Go through the following data and transcribe exactly the stretch of lines from the one holding "repository 6dfdbb0a95283892" to the one holding "pub struct DebounceConfig", both included.
Excerpted data Start Marker
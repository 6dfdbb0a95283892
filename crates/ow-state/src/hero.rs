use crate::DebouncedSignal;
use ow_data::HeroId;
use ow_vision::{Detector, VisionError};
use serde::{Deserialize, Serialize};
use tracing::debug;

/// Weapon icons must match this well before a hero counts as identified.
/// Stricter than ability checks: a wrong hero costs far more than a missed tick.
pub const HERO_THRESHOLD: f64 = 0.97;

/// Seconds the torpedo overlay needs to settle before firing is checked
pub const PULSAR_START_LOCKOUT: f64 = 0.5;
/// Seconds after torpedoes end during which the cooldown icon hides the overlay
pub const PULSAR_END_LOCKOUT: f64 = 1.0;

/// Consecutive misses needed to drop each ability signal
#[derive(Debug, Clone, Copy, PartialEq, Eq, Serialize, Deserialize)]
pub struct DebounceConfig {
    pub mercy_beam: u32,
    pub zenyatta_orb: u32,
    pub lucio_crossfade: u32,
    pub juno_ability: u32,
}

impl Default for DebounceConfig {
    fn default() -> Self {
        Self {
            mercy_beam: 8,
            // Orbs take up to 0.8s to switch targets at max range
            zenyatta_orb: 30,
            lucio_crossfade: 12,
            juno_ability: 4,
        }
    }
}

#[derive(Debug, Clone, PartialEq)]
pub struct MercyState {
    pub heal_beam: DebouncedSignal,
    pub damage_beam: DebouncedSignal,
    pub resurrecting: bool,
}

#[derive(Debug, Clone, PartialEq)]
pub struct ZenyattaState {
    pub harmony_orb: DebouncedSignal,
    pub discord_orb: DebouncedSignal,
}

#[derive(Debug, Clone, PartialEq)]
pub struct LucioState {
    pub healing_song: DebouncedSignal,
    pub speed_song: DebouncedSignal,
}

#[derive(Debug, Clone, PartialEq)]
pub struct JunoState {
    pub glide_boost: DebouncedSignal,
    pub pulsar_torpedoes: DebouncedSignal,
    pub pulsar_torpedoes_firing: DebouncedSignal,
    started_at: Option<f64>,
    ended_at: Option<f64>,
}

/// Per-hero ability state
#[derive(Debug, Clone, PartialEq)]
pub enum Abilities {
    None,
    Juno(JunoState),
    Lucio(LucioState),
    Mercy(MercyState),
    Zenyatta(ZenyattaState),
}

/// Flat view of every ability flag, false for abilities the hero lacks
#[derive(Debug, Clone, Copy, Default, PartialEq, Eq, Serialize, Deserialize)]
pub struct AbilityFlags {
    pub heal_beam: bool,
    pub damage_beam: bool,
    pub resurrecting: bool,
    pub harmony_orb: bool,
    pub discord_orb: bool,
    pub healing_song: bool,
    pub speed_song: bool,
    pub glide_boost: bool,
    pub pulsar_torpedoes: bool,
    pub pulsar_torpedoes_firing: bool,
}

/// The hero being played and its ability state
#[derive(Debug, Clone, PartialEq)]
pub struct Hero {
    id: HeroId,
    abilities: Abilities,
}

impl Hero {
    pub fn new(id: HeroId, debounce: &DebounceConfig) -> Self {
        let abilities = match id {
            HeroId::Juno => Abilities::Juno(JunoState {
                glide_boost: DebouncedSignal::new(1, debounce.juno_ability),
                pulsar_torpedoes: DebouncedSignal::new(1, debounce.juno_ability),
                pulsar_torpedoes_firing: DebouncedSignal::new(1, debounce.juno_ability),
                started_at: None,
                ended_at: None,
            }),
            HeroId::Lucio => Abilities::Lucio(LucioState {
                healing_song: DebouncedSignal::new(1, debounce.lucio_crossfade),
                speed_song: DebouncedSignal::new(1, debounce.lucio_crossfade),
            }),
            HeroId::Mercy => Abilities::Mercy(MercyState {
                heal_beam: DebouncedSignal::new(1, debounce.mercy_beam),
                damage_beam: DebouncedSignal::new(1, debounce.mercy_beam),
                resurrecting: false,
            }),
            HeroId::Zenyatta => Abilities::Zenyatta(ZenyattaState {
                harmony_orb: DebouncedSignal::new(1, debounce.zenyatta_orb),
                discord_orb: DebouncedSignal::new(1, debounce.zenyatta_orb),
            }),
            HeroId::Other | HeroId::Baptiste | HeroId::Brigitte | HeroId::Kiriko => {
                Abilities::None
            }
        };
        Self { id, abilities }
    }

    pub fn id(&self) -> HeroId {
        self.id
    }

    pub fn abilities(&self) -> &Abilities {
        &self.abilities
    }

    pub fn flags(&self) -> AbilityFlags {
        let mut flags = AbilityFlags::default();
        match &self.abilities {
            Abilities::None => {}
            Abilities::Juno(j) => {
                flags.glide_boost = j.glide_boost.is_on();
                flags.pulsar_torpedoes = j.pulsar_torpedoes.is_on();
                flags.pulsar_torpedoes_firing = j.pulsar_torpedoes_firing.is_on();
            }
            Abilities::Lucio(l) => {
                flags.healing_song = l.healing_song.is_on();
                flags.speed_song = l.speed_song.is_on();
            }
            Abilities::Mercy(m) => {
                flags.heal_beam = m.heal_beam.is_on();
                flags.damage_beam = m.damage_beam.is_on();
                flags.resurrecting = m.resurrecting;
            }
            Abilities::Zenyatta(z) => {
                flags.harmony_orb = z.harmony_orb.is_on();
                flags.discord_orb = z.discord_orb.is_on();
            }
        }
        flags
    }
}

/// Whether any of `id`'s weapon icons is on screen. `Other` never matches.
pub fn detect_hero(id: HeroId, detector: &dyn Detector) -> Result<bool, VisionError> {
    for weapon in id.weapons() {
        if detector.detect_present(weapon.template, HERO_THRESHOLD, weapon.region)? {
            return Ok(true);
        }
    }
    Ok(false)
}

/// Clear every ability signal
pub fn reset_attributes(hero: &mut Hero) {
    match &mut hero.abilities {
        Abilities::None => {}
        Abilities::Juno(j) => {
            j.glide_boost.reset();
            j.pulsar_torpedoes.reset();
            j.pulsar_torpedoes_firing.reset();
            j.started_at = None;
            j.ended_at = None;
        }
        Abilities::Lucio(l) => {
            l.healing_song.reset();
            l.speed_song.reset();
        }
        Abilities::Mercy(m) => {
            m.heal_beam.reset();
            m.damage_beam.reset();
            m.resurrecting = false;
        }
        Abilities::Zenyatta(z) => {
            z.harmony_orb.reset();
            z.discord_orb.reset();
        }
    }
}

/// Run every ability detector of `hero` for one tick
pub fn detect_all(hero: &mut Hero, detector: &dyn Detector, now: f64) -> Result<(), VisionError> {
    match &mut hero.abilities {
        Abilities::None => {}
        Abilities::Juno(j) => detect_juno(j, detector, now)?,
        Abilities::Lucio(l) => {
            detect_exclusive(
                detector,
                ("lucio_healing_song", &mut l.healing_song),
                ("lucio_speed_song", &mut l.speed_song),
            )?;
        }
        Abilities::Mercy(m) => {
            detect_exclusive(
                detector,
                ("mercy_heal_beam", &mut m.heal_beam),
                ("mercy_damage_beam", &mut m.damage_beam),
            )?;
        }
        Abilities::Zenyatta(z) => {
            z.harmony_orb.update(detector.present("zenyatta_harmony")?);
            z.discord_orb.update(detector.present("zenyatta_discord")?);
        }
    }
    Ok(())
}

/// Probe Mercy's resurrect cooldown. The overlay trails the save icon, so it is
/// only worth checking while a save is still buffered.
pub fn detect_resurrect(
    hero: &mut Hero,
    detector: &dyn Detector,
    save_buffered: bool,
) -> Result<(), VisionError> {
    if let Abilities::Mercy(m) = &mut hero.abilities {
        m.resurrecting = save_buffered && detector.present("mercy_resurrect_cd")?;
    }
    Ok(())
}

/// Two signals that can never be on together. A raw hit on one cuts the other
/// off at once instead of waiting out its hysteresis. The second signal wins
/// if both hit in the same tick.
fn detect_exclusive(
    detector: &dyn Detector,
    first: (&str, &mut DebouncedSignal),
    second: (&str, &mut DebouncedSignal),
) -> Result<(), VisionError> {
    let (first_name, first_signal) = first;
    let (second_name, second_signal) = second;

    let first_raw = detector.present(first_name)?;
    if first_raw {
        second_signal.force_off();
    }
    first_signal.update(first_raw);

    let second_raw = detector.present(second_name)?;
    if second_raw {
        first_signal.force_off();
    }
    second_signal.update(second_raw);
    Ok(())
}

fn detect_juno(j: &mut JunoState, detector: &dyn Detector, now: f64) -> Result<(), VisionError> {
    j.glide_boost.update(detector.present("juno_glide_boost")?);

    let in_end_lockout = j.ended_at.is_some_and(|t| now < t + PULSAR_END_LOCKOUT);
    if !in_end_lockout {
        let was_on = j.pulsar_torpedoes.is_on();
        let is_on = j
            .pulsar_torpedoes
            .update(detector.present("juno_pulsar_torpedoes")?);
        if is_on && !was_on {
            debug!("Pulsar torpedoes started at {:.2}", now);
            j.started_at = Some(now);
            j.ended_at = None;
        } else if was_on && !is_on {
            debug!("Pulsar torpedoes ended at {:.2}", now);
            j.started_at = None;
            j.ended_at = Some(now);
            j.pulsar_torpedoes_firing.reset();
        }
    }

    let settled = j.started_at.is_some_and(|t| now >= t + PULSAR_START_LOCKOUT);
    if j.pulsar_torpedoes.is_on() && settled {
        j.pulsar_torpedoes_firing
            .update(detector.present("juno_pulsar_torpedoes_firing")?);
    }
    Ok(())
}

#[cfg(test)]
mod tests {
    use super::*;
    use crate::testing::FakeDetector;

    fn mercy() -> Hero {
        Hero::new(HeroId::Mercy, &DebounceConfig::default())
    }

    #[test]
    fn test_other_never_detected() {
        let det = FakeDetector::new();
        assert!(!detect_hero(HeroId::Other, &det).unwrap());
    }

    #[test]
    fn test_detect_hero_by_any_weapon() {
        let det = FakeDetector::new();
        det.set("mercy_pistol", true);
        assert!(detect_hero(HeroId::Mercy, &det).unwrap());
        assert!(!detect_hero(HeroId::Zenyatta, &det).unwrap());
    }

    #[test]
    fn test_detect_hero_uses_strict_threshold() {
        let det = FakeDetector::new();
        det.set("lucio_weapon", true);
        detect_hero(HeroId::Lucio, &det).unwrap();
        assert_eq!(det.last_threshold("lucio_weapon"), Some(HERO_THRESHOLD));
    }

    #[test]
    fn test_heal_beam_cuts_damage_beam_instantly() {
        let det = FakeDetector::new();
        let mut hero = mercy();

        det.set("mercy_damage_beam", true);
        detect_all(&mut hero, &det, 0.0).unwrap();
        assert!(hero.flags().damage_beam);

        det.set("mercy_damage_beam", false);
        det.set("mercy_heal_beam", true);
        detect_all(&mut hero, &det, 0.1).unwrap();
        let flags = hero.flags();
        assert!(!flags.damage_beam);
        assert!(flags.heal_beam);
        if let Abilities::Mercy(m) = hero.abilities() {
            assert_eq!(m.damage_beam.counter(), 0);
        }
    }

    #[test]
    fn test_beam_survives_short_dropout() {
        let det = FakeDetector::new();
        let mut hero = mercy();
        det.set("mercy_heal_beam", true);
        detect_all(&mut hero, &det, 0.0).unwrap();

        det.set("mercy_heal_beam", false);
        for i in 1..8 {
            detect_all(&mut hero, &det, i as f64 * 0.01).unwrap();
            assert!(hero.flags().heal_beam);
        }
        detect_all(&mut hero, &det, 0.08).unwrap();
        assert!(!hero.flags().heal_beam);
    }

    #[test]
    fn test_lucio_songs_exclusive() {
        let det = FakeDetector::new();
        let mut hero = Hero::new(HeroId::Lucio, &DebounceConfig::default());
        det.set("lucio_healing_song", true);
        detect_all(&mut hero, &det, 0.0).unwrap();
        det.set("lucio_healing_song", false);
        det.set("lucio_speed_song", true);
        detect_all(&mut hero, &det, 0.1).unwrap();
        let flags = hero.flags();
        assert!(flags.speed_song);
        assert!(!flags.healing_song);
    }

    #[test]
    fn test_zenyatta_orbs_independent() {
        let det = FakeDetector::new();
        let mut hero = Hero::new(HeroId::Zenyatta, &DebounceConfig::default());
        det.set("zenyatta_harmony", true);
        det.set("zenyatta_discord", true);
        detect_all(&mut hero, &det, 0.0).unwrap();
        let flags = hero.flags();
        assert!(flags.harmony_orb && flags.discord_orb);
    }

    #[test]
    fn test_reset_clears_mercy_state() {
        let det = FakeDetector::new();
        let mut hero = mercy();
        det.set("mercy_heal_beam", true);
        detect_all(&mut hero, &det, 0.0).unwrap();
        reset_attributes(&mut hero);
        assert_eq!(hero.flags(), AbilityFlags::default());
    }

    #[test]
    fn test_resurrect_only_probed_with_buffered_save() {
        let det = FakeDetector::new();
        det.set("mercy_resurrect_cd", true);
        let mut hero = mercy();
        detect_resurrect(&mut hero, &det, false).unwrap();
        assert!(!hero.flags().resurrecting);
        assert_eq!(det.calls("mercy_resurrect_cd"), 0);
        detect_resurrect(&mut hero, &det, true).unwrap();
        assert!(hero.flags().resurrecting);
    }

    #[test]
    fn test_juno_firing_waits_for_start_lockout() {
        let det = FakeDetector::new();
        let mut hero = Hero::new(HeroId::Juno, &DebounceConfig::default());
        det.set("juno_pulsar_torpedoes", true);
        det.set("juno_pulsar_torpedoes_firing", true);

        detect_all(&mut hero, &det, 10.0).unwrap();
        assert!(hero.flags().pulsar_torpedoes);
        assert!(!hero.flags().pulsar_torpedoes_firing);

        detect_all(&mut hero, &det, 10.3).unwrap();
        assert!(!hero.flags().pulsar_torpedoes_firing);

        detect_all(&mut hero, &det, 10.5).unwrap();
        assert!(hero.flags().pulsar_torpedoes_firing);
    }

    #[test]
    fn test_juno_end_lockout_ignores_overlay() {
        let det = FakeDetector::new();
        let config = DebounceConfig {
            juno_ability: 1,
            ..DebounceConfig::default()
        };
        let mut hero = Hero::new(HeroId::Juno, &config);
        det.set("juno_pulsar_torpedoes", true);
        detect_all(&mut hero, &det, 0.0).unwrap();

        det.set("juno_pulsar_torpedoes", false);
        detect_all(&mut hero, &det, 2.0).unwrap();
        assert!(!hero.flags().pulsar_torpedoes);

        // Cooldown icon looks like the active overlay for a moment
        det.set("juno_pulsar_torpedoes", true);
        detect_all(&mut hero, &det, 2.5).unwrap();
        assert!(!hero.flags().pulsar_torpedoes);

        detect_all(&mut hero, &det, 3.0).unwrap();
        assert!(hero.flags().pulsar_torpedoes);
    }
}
Excerpted data End Marker
Excerpted data Start Marker
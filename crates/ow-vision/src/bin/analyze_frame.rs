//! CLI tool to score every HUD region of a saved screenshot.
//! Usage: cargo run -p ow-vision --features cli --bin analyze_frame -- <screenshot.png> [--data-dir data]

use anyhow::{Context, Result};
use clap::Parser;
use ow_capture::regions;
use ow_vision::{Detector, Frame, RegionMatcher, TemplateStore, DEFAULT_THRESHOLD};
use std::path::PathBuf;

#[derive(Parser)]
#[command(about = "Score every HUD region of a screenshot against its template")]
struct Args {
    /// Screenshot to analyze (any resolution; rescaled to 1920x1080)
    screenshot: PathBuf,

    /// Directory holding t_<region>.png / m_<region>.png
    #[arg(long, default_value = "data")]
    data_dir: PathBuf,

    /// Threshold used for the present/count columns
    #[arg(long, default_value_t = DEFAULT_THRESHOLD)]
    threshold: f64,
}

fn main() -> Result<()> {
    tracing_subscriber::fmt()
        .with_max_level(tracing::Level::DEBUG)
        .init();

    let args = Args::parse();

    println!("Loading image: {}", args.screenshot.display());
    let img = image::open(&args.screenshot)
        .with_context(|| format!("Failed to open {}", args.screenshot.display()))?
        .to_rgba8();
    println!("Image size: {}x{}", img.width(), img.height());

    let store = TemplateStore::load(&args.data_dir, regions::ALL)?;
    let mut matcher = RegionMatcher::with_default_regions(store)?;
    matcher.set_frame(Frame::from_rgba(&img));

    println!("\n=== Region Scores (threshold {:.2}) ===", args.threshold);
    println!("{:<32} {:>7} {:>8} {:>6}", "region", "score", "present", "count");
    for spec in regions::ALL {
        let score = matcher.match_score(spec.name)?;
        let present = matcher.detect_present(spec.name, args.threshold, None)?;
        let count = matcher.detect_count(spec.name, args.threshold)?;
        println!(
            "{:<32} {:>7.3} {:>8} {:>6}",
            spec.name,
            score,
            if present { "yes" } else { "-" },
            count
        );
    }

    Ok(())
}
Excerpted data End Marker
**Solution**
repository 6dfdbb0a95283892
filename crates/ow-state/src/hero.rs
use crate::DebouncedSignal;
use ow_data::HeroId;
use ow_vision::{Detector, VisionError};
use serde::{Deserialize, Serialize};
use tracing::debug;

/// Weapon icons must match this well before a hero counts as identified.
/// Stricter than ability checks: a wrong hero costs far more than a missed tick.
pub const HERO_THRESHOLD: f64 = 0.97;

/// Seconds the torpedo overlay needs to settle before firing is checked
pub const PULSAR_START_LOCKOUT: f64 = 0.5;
/// Seconds after torpedoes end during which the cooldown icon hides the overlay
pub const PULSAR_END_LOCKOUT: f64 = 1.0;

/// Consecutive misses needed to drop each ability signal
#[derive(Debug, Clone, Copy, PartialEq, Eq, Serialize, Deserialize)]
pub struct DebounceConfig {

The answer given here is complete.